Postby Dragonlady » Sun Mar 25, 2018 6:13 pm

Ellen wrote:
Dragonlady wrote:
sms29s66 wrote:Wow. What a melt down.


The problem with the back loaded program is that is something goes amok early in the jumping passes, there is no recovery time. The next jump is right there and there no time to gather yourself together and re-focus.

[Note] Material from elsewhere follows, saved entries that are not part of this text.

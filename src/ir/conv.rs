//! Channels-last (NHWC) convolution, transposed convolution and pooling kernels.
//!
//! Kernels are laid out `[kernel_h, kernel_w, in_channels, out_channels]` for
//! convolution. A transposed convolution reuses the same geometry read in the
//! opposite direction, so its kernel is `[kernel_h, kernel_w, out_channels,
//! in_channels]` and its forward pass is the input-gradient of a convolution.

use crate::ir::tensor::{Tensor, TensorError};

#[derive(Debug, Clone, Copy, PartialEq, Eq, Hash)]
pub enum Padding {
    Valid,
    Same,
    Explicit {
        top: usize,
        left: usize,
        bottom: usize,
        right: usize,
    },
}

#[derive(Debug, Clone, Copy, PartialEq, Eq, Hash)]
pub struct Conv2DSpec {
    pub strides: [usize; 2],
    pub padding: Padding,
}

#[derive(Debug, Clone, Copy, PartialEq, Eq, Hash)]
pub struct PoolSpec {
    pub window: [usize; 2],
    pub strides: [usize; 2],
    pub padding: Padding,
}

/// Fully resolved sliding-window geometry for one spatial configuration.
#[derive(Debug, Clone, Copy, PartialEq, Eq)]
pub struct WindowGeometry {
    pub in_hw: [usize; 2],
    pub kernel_hw: [usize; 2],
    pub strides: [usize; 2],
    pub pad_top: usize,
    pub pad_left: usize,
    pub out_hw: [usize; 2],
}

impl Conv2DSpec {
    #[must_use]
    pub fn same(stride: usize) -> Self {
        Self {
            strides: [stride, stride],
            padding: Padding::Same,
        }
    }

    pub fn geometry(
        &self,
        in_hw: [usize; 2],
        kernel_hw: [usize; 2],
    ) -> Result<WindowGeometry, TensorError> {
        resolve_window(in_hw, kernel_hw, self.strides, self.padding)
    }

    /// Spatial size produced by a transposed convolution over `in_hw`.
    pub fn transpose_output_hw(
        &self,
        in_hw: [usize; 2],
        kernel_hw: [usize; 2],
    ) -> Result<[usize; 2], TensorError> {
        check_strides(self.strides)?;
        let mut out = [0usize; 2];
        for axis in 0..2 {
            let (stride, k, input) = (self.strides[axis], kernel_hw[axis], in_hw[axis]);
            out[axis] = match self.padding {
                Padding::Same => input * stride,
                Padding::Valid => input.saturating_sub(1) * stride + k,
                Padding::Explicit {
                    top,
                    left,
                    bottom,
                    right,
                } => {
                    let pads = if axis == 0 { top + bottom } else { left + right };
                    (input.saturating_sub(1) * stride + k)
                        .checked_sub(pads)
                        .ok_or_else(|| TensorError {
                            message: format!(
                                "transposed conv padding {pads} exceeds output extent on axis {axis}"
                            ),
                        })?
                }
            };
        }
        Ok(out)
    }

    /// Geometry of the forward convolution a transposed convolution inverts:
    /// reading from `out_hw` (large) down to `in_hw` (small).
    pub fn transpose_geometry(
        &self,
        in_hw: [usize; 2],
        kernel_hw: [usize; 2],
    ) -> Result<WindowGeometry, TensorError> {
        let out_hw = self.transpose_output_hw(in_hw, kernel_hw)?;
        let geometry = self.geometry(out_hw, kernel_hw)?;
        if geometry.out_hw != in_hw {
            return Err(TensorError {
                message: format!(
                    "transposed conv geometry mismatch: {in_hw:?} upsampled to {out_hw:?} does not invert"
                ),
            });
        }
        Ok(geometry)
    }
}

impl PoolSpec {
    pub fn geometry(&self, in_hw: [usize; 2]) -> Result<WindowGeometry, TensorError> {
        resolve_window(in_hw, self.window, self.strides, self.padding)
    }
}

fn check_strides(strides: [usize; 2]) -> Result<(), TensorError> {
    if strides.contains(&0) {
        return Err(TensorError {
            message: format!("strides must be positive, got {strides:?}"),
        });
    }
    Ok(())
}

There are a lot of issues with this girls skating. She breaks at the waist which they cover by having her wearing tutus in both programs, and she’s very stiff in the knees. Nothing looked smooth or fluid today. Her footwork was jerky. Maybe she’s just tired.


About Alina Zagitova's costume-pack and jumps in the second half of the program. You probably forgot that her long program was on the music from the Don Quixote ballet by Minkus.
Look at this video.
https://www.youtube.com/watch?v=VOIZyYbidAU
Starting from the 12th minute, only jumping elements come and the ballerina in a red pack twists the fouette. Look and you will understand why Alina jumps exactly where it is demanded by the music and by the theme of the ballet.


This is not the ballet and Alina is no ballerina. Ballerinas have straight backs and the don’t dance with stiff knees and jerky movements. Putting tutu on and learning how to hold your hands doesn’t make you a ballerina. In figure skating, the sport used to require a “balanced” program, neither front loaded, nor back loaded. The last half bonus was put in place to encourage skaters to do some jumps in the back half of their programs as many skaters were doing all their jumps early when their legs were fresh. Now it appears that rules are needed to limit the floppy arms over the head, and requiring jumps in the first half.

I also think the judges needed retraining on PCS marks. Skaters should need to have actually skating skills, like not coming to a stop on their jump landings, deep edges soft knees and strong, powerful stroking to get 9’s in SS. They need to use the entire ice surface - both ends, and not just skate around the middle of the rink for 9’s in choreography. Junior girls, need junior PCS until they learn to skate like adults.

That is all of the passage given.